EXERCISE OBJECTIVE - The expected answer is all of the entries, written out exactly.

::: MATERIAL SUPPLIED :::

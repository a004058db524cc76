//! Learning backend client
//!
//! Fetches the student profile and the worksheet prompt for a board. The
//! caller's key is passed through as a bearer token.

use std::time::Duration;

use aacdoc_core::StudentProfile;
use reqwest::header::CONTENT_TYPE;
use reqwest::{Client, Response};
use serde_json::{json, Value};
use tracing::{debug, info};

use crate::error::{ClientError, Result};

/// Default backend base URL
pub const DEFAULT_BACKEND_URL: &str = "https://aaclearningbackend.azurewebsites.net/api/WebAAC";

/// Profile endpoint name
pub const PROFILE_ENDPOINT: &str = "GetUserStudySheetData";
/// Prompt endpoint name
pub const PROMPT_ENDPOINT: &str = "GetBoardPromptWordData";

/// Field of the prompt response holding the worksheet template text
const PROMPT_FIELD: &str = "promptContent";

/// Everything fetched from the backend for one request
#[derive(Debug, Clone)]
pub struct CaseMaterials {
    /// Parsed student profile
    pub profile: StudentProfile,
    /// Worksheet template text for the board
    pub prompt_content: String,
}

/// Client for the learning backend
#[derive(Debug, Clone)]
pub struct BackendClient {
    base_url: String,
    api_key: String,
    client: Client,
}

impl BackendClient {
    /// Create a client for the default backend
    pub fn new(api_key: impl Into<String>) -> Result<Self> {
        Self::with_url(DEFAULT_BACKEND_URL, api_key)
    }

    /// Create a client for a custom backend URL
    pub fn with_url(base_url: impl Into<String>, api_key: impl Into<String>) -> Result<Self> {
        let base_url = base_url.into().trim_end_matches('/').to_string();
        let client = Client::builder().timeout(Duration::from_secs(30)).build()?;
        Ok(Self {
            base_url,
            api_key: api_key.into(),
            client,
        })
    }

    /// Get the base URL
    pub fn base_url(&self) -> &str {
        &self.base_url
    }

    /// Fetch and flatten the student profile
    pub async fn fetch_profile(&self) -> Result<StudentProfile> {
        let url = format!("{}/{}", self.base_url, PROFILE_ENDPOINT);
        debug!(%url, "fetching student profile");

        let response = self
            .client
            .get(&url)
            .bearer_auth(&self.api_key)
            .header(CONTENT_TYPE, "application/json")
            .send()
            .await?;
        let payload: Value = check_status(PROFILE_ENDPOINT, response).await?.json().await?;

        Ok(StudentProfile::from_value(&payload))
    }

    /// Fetch the worksheet prompt text for a board
    pub async fn fetch_prompt(&self, board_id: &str) -> Result<String> {
        let url = format!("{}/{}", self.base_url, PROMPT_ENDPOINT);
        debug!(%url, board_id, "fetching board prompt");

        let response = self
            .client
            .get(&url)
            .bearer_auth(&self.api_key)
            .json(&json!({ "ID": board_id }))
            .send()
            .await?;
        let payload: Value = check_status(PROMPT_ENDPOINT, response).await?.json().await?;

        payload
            .get(PROMPT_FIELD)
            .and_then(Value::as_str)
            .map(str::to_string)
            .ok_or_else(|| ClientError::MissingField {
                endpoint: PROMPT_ENDPOINT.to_string(),
                field: PROMPT_FIELD.to_string(),
            })
    }

    /// Fetch profile and prompt concurrently. Either failure fails both.
    pub async fn fetch_all(&self, board_id: &str) -> Result<CaseMaterials> {
        let (profile, prompt_content) =
            tokio::try_join!(self.fetch_profile(), self.fetch_prompt(board_id))?;
        info!(
            student = %profile.name,
            prompt_len = prompt_content.len(),
            "backend data received"
        );
        Ok(CaseMaterials {
            profile,
            prompt_content,
        })
    }
}

/// Turn a non-success status into [`ClientError::Api`]
pub(crate) async fn check_status(endpoint: &str, response: Response) -> Result<Response> {
    let status = response.status();
    if status.is_success() {
        return Ok(response);
    }
    let message = response.text().await.unwrap_or_default();
    Err(ClientError::Api {
        endpoint: endpoint.to_string(),
        status: status.as_u16(),
        message,
    })
}

#[cfg(test)]
mod tests {
    use super::*;

    #[test]
    fn test_base_url_trailing_slash() {
        let client = BackendClient::with_url("http://localhost:9000/api/", "key").unwrap();
        assert_eq!(client.base_url(), "http://localhost:9000/api");
    }

    #[test]
    fn test_default_url() {
        let client = BackendClient::new("key").unwrap();
        assert!(client.base_url().ends_with("/api/WebAAC"));
    }
}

:::

SOLUTION -
repository a004058db524cc76
//! Learning backend client
//!
//! Fetches the student profile and the worksheet prompt for a board. The
//! caller's key is passed through as a bearer token.

use std::time::Duration;

use aacdoc_core::StudentProfile;
use reqwest::header::CONTENT_TYPE;
use reqwest::{Client, Response};
use serde_json::{json, Value};
use tracing::{debug, info};

use crate::error::{ClientError, Result};

/// Default backend base URL
pub const DEFAULT_BACKEND_URL: &str = "https://aaclearningbackend.azurewebsites.net/api/WebAAC";

/// Profile endpoint name
pub const PROFILE_ENDPOINT: &str = "GetUserStudySheetData";
/// Prompt endpoint name
pub const PROMPT_ENDPOINT: &str = "GetBoardPromptWordData";

/// Field of the prompt response holding the worksheet template text
const PROMPT_FIELD: &str = "promptContent";

/// Everything fetched from the backend for one request
#[derive(Debug, Clone)]
pub struct CaseMaterials {
    /// Parsed student profile
    pub profile: StudentProfile,
    /// Worksheet template text for the board
    pub prompt_content: String,
}

/// Client for the learning backend
#[derive(Debug, Clone)]
pub struct BackendClient {
    base_url: String,
    api_key: String,
    client: Client,
}

impl BackendClient {
    /// Create a client for the default backend
    pub fn new(api_key: impl Into<String>) -> Result<Self> {
        Self::with_url(DEFAULT_BACKEND_URL, api_key)
    }

    /// Create a client for a custom backend URL
    pub fn with_url(base_url: impl Into<String>, api_key: impl Into<String>) -> Result<Self> {
        let base_url = base_url.into().trim_end_matches('/').to_string();
        let client = Client::builder().timeout(Duration::from_secs(30)).build()?;
        Ok(Self {
            base_url,
            api_key: api_key.into(),
            client,
        })
    }

    /// Get the base URL
    pub fn base_url(&self) -> &str {
        &self.base_url
    }

    /// Fetch and flatten the student profile
    pub async fn fetch_profile(&self) -> Result<StudentProfile> {
        let url = format!("{}/{}", self.base_url, PROFILE_ENDPOINT);
        debug!(%url, "fetching student profile");

        let response = self
            .client
            .get(&url)
            .bearer_auth(&self.api_key)
            .header(CONTENT_TYPE, "application/json")
            .send()
            .await?;
        let payload: Value = check_status(PROFILE_ENDPOINT, response).await?.json().await?;

        Ok(StudentProfile::from_value(&payload))
    }

    /// Fetch the worksheet prompt text for a board
    pub async fn fetch_prompt(&self, board_id: &str) -> Result<String> {
        let url = format!("{}/{}", self.base_url, PROMPT_ENDPOINT);
        debug!(%url, board_id, "fetching board prompt");

        let response = self
            .client
            .get(&url)
            .bearer_auth(&self.api_key)
            .json(&json!({ "ID": board_id }))
            .send()
            .await?;
        let payload: Value = check_status(PROMPT_ENDPOINT, response).await?.json().await?;

        payload
            .get(PROMPT_FIELD)
            .and_then(Value::as_str)
            .map(str::to_string)
            .ok_or_else(|| ClientError::MissingField {
                endpoint: PROMPT_ENDPOINT.to_string(),
                field: PROMPT_FIELD.to_string(),
            })
    }

    /// Fetch profile and prompt concurrently. Either failure fails both.
    pub async fn fetch_all(&self, board_id: &str) -> Result<CaseMaterials> {
        let (profile, prompt_content) =
            tokio::try_join!(self.fetch_profile(), self.fetch_prompt(board_id))?;
        info!(
            student = %profile.name,
            prompt_len = prompt_content.len(),
            "backend data received"
        );
        Ok(CaseMaterials {
            profile,
            prompt_content,
        })
    }
}

/// Turn a non-success status into [`ClientError::Api`]
pub(crate) async fn check_status(endpoint: &str, response: Response) -> Result<Response> {
    let status = response.status();
    if status.is_success() {
        return Ok(response);
    }
    let message = response.text().await.unwrap_or_default();
    Err(ClientError::Api {
        endpoint: endpoint.to_string(),
        status: status.as_u16(),
        message,
    })
}

#[cfg(test)]
mod tests {
    use super::*;

    #[test]
    fn test_base_url_trailing_slash() {
        let client = BackendClient::with_url("http://localhost:9000/api/", "key").unwrap();
        assert_eq!(client.base_url(), "http://localhost:9000/api");
    }

    #[test]
    fn test_default_url() {
        let client = BackendClient::new("key").unwrap();
        assert!(client.base_url().ends_with("/api/WebAAC"));
    }
}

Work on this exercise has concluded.